Hey all, I received a small poly shark bite from Yo slingshots a couple of days ago, and this is what I found--

1. outstanding customer service and communication.
2. received product in a couple of days. Very fast.
3. Flawless craftsmanship.

The shooter has a interesting design which sparked my interest along with the material being very durable. 
It fits like a glove and only took a couple of shots to dial in. Its very accurate. I have quite a few slingshots[or more]
but the shark bite has already gone in my go to bag where I carry my favorite six. I can not say enough positive things
about Yo slingshots. Chris is great to deal with and I'm already going to ask him about a custom order.

Todd


----------



## newconvert (Dec 12, 2011)

hmmmmm? a shark what?

i have received 2 from Mr. devo













and i can attest to his product and service, he does great work!! some of the best i have held in hand, BUT? how do i know you really own a YO frame? without photos?


----------



## Rat be gone (Aug 30, 2010)

Well, I guess until I buy a digital camera you will just have to wonder. Anyways, another big kudos for Yo slingshots.


----------



## Devoman (Oct 15, 2010)

Yep he has one, he joined the "Poly-lution"
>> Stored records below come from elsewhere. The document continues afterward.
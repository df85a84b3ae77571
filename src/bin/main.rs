// SPDX-License-Identifier: AGPL-3.0-or-later
//
// Copyright (C) 2025 Daniel Negri
//
// This program is free software: you can redistribute it and/or modify
// it under the terms of the GNU Affero General Public License as published by
// the Free Software Foundation, either version 3 of the License, or
// (at your option) any later version.
//
// This program is distributed in the hope that it will be useful,
// but WITHOUT ANY WARRANTY; without even the implied warranty of
// MERCHANTABILITY or FITNESS FOR A PARTICULAR PURPOSE. See the
// GNU Affero General Public License for more details.
//
// You should have received a copy of the GNU Affero General Public License
// along with this program. If not, see <https://www.gnu.org/licenses/>.

use clap::Parser;
use csv::{ReaderBuilder, Trim, Writer};
use rust_decimal::Decimal;
use serde::{Deserialize, Serialize};
use std::fs::File;
use std::io::{BufReader, Read, Write};
use std::path::PathBuf;
use std::process;
use std::sync::Arc;
use time::format_description::well_known::Rfc3339;
use time::macros::format_description;
use time::{Date, OffsetDateTime};
use trailpass_rs::{
    AlertQueue, DeviceRegistry, IdentificationType, PaymentNotification, PaymentReconciler,
    ReconcilerConfig, SandboxGateway, Ticket, TicketCategory, Transaction, TransactionId,
    TransactionStore, UserId,
};
use uuid::Uuid;

/// Reconciliation replay - dry-run a gateway notification export
///
/// Seeds a tracker-device pool, loads a booking snapshot from a CSV file,
/// replays a gateway notification export against it, and writes the
/// reconciled transaction states to stdout.
#[derive(Parser, Debug)]
#[command(name = "trailpass-rs")]
#[command(about = "Replays gateway notifications against a booking snapshot", long_about = None)]
struct Args {
    /// Path to the bookings CSV
    ///
    /// Expected format: order_id,user_id,start_date,end_date,category,hikers,unit_price
    #[arg(value_name = "BOOKINGS")]
    bookings: PathBuf,

    /// Path to the gateway notification export CSV
    ///
    /// Expected format: order_id,transaction_id,transaction_status,gross_amount,transaction_time
    #[arg(value_name = "NOTIFICATIONS")]
    notifications: PathBuf,

    /// Number of tracker devices to seed (serials T001, T002, ...)
    #[arg(long, default_value_t = 32)]
    devices: usize,
}

#[tokio::main(flavor = "current_thread")]
async fn main() {
    tracing_subscriber::fmt::init();
    let args = Args::parse();

    let bookings = match File::open(&args.bookings) {
        Ok(f) => f,
        Err(e) => {
            eprintln!("Error opening file '{}': {}", args.bookings.display(), e);
            process::exit(1);
        }
    };
    let notifications = match File::open(&args.notifications) {
        Ok(f) => f,
        Err(e) => {
            eprintln!("Error opening file '{}': {}", args.notifications.display(), e);
            process::exit(1);
        }
    };

    let engine = ReplayEngine::new(args.devices);
    if let Err(e) = engine.load_bookings(BufReader::new(bookings)).await {
        eprintln!("Error loading bookings: {}", e);
        process::exit(1);
    }
    if let Err(e) = engine.replay_notifications(BufReader::new(notifications)) {
        eprintln!("Error replaying notifications: {}", e);
        process::exit(1);
    }
    if let Err(e) = engine.write_states(std::io::stdout()) {
        eprintln!("Error writing output: {}", e);
        process::exit(1);
    }
    for alert in engine.alerts.drain() {
        eprintln!("operator attention required: {:?}", alert);
    }
}

/// Raw CSV record for one booking.
///
/// Fields: `order_id, user_id, start_date, end_date, category, hikers, unit_price`
#[derive(Debug, Deserialize)]
struct BookingRecord {
    order_id: String,
    user_id: String,
    start_date: String,
    end_date: String,
    category: String,
    hikers: u32,
    unit_price: Decimal,
}

impl BookingRecord {
    /// Converts the record to a transaction in CREATED.
    ///
    /// Returns `None` for rows with unparseable ids, dates, or category.
    fn into_transaction(self) -> Option<Transaction> {
        let format = format_description!("[year]-[month]-[day]");
        let id = TransactionId::from_order_ref(&self.order_id)?;
        let user_id = UserId(Uuid::parse_str(self.user_id.trim()).ok()?);
        let start_date = Date::parse(self.start_date.trim(), &format).ok()?;
        let end_date = Date::parse(self.end_date.trim(), &format).ok()?;
        let category = match self.category.trim().to_ascii_lowercase().as_str() {
            "domestic" | "wni" => TicketCategory::Domestic,
            "international" | "wna" => TicketCategory::International,
            _ => return None,
        };
        if self.hikers == 0 {
            return None;
        }

        let tickets = (1..=self.hikers)
            .map(|n| Ticket {
                hiker_name: format!("hiker-{n}"),
                category,
                identification_type: IdentificationType::Nik,
                identification_number: "0000000000000000".into(),
                address: "unknown".into(),
                phone_number: "unknown".into(),
                unit_price: self.unit_price,
            })
            .collect();

        Some(Transaction::with_id(id, user_id, start_date, end_date, tickets))
    }
}

/// Raw CSV record for one gateway notification.
///
/// Fields: `order_id, transaction_id, transaction_status, gross_amount, transaction_time`
#[derive(Debug, Deserialize)]
struct NotificationRecord {
    order_id: String,
    transaction_id: String,
    transaction_status: String,
    gross_amount: String,
    transaction_time: String,
}

impl NotificationRecord {
    fn into_notification(self) -> Option<PaymentNotification> {
        let transaction_time =
            OffsetDateTime::parse(self.transaction_time.trim(), &Rfc3339).ok()?;
        Some(PaymentNotification {
            order_id: self.order_id,
            transaction_id: self.transaction_id,
            transaction_status: self.transaction_status,
            gross_amount: self.gross_amount,
            transaction_time,
        })
    }
}

/// Output row: one reconciled transaction state.
#[derive(Debug, Serialize)]
struct StateRecord {
    id: String,
    user: String,
    status: String,
    device: Option<String>,
    total: Decimal,
}

struct ReplayEngine {
    store: Arc<TransactionStore>,
    alerts: Arc<AlertQueue>,
    reconciler: PaymentReconciler,
}

impl ReplayEngine {
    fn new(devices: usize) -> Self {
        let store = Arc::new(TransactionStore::new());
        let registry = Arc::new(DeviceRegistry::new());
        let alerts = Arc::new(AlertQueue::new());
        for n in 1..=devices {
            // Seeded serials are sequential, so registration cannot clash.
            if let Err(e) = registry.register(&format!("T{n:03}")) {
                eprintln!("Skipping device seed {n}: {e}");
            }
        }
        let reconciler = PaymentReconciler::new(
            Arc::clone(&store),
            registry,
            Arc::new(SandboxGateway),
            Arc::clone(&alerts),
            ReconcilerConfig::default(),
        );
        Self {
            store,
            alerts,
            reconciler,
        }
    }

    /// Loads bookings and walks each to PENDING_PAYMENT via a sandbox
    /// payment link, mirroring the state they had when the notification
    /// export was taken. Malformed rows are skipped.
    async fn load_bookings<R: Read>(&self, reader: R) -> Result<(), csv::Error> {
        let mut rdr = ReaderBuilder::new()
            .trim(Trim::All)
            .has_headers(true)
            .from_reader(reader);

        for result in rdr.deserialize::<BookingRecord>() {
            match result {
                Ok(record) => {
                    let Some(transaction) = record.into_transaction() else {
                        eprintln!("Skipping invalid booking record");
                        continue;
                    };
                    let id = transaction.id();
                    if let Err(e) = self.store.insert(transaction) {
                        eprintln!("Skipping booking {}: {}", id, e);
                        continue;
                    }
                    if let Err(e) = self.reconciler.create_payment_link(id).await {
                        eprintln!("Skipping booking {}: {}", id, e);
                    }
                }
                Err(e) => {
                    eprintln!("Skipping malformed booking row: {}", e);
                    continue;
                }
            }
        }
        Ok(())
    }

    /// Replays the notification export in file order. Reconciliation
    /// errors are reported and do not stop the replay.
    fn replay_notifications<R: Read>(&self, reader: R) -> Result<(), csv::Error> {
        let mut rdr = ReaderBuilder::new()
            .trim(Trim::All)
            .has_headers(true)
            .from_reader(reader);

        for result in rdr.deserialize::<NotificationRecord>() {
            match result {
                Ok(record) => {
                    let Some(notification) = record.into_notification() else {
                        eprintln!("Skipping invalid notification record");
                        continue;
                    };
                    if let Err(e) = self.reconciler.handle_webhook(&notification) {
                        eprintln!(
                            "Notification for order {} not applied: {}",
                            notification.order_id, e
                        );
                    }
                }
                Err(e) => {
                    eprintln!("Skipping malformed notification row: {}", e);
                    continue;
                }
            }
        }
        Ok(())
    }

    /// Writes the reconciled transaction states as CSV, sorted by id.
    fn write_states<W: Write>(&self, writer: W) -> Result<(), csv::Error> {
        let mut wtr = Writer::from_writer(writer);

        let mut views: Vec<_> = self.store.all().iter().map(|t| t.view()).collect();
        views.sort_by(|a, b| a.id.cmp(&b.id));

        for view in views {
            wtr.serialize(StateRecord {
                id: view.id.to_string(),
                user: view.user_id.to_string(),
                status: view.status.to_string(),
                device: view.device_serial,
                total: view.total_amount,
            })?;
        }
        wtr.flush()?;
        Ok(())
    }
}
. Thanks for the kind remarks Todd, I am glad you like it. 
I have a lot of slingshots but I always seem to grab a Poly frame to shoot with....something about em that grows on you and you never need worry about harming one of your "show" slingshots.


----------



## newconvert (Dec 12, 2011)

Devoman said:


> Yep he has one, he joined the "Poly-lution"
> 
> 
> 
> ...


i'll give you that, poly does feel nice in hand


----------



## Adirondack Kyle (Aug 20, 2012)

Im willing to take the mans word for it, that he owns it, 
Its these questions that concern me. 
I love the polymer, just got a bill hayes side shooter, believe its got some poly in it with the kevlar. They just feel more stable.


----------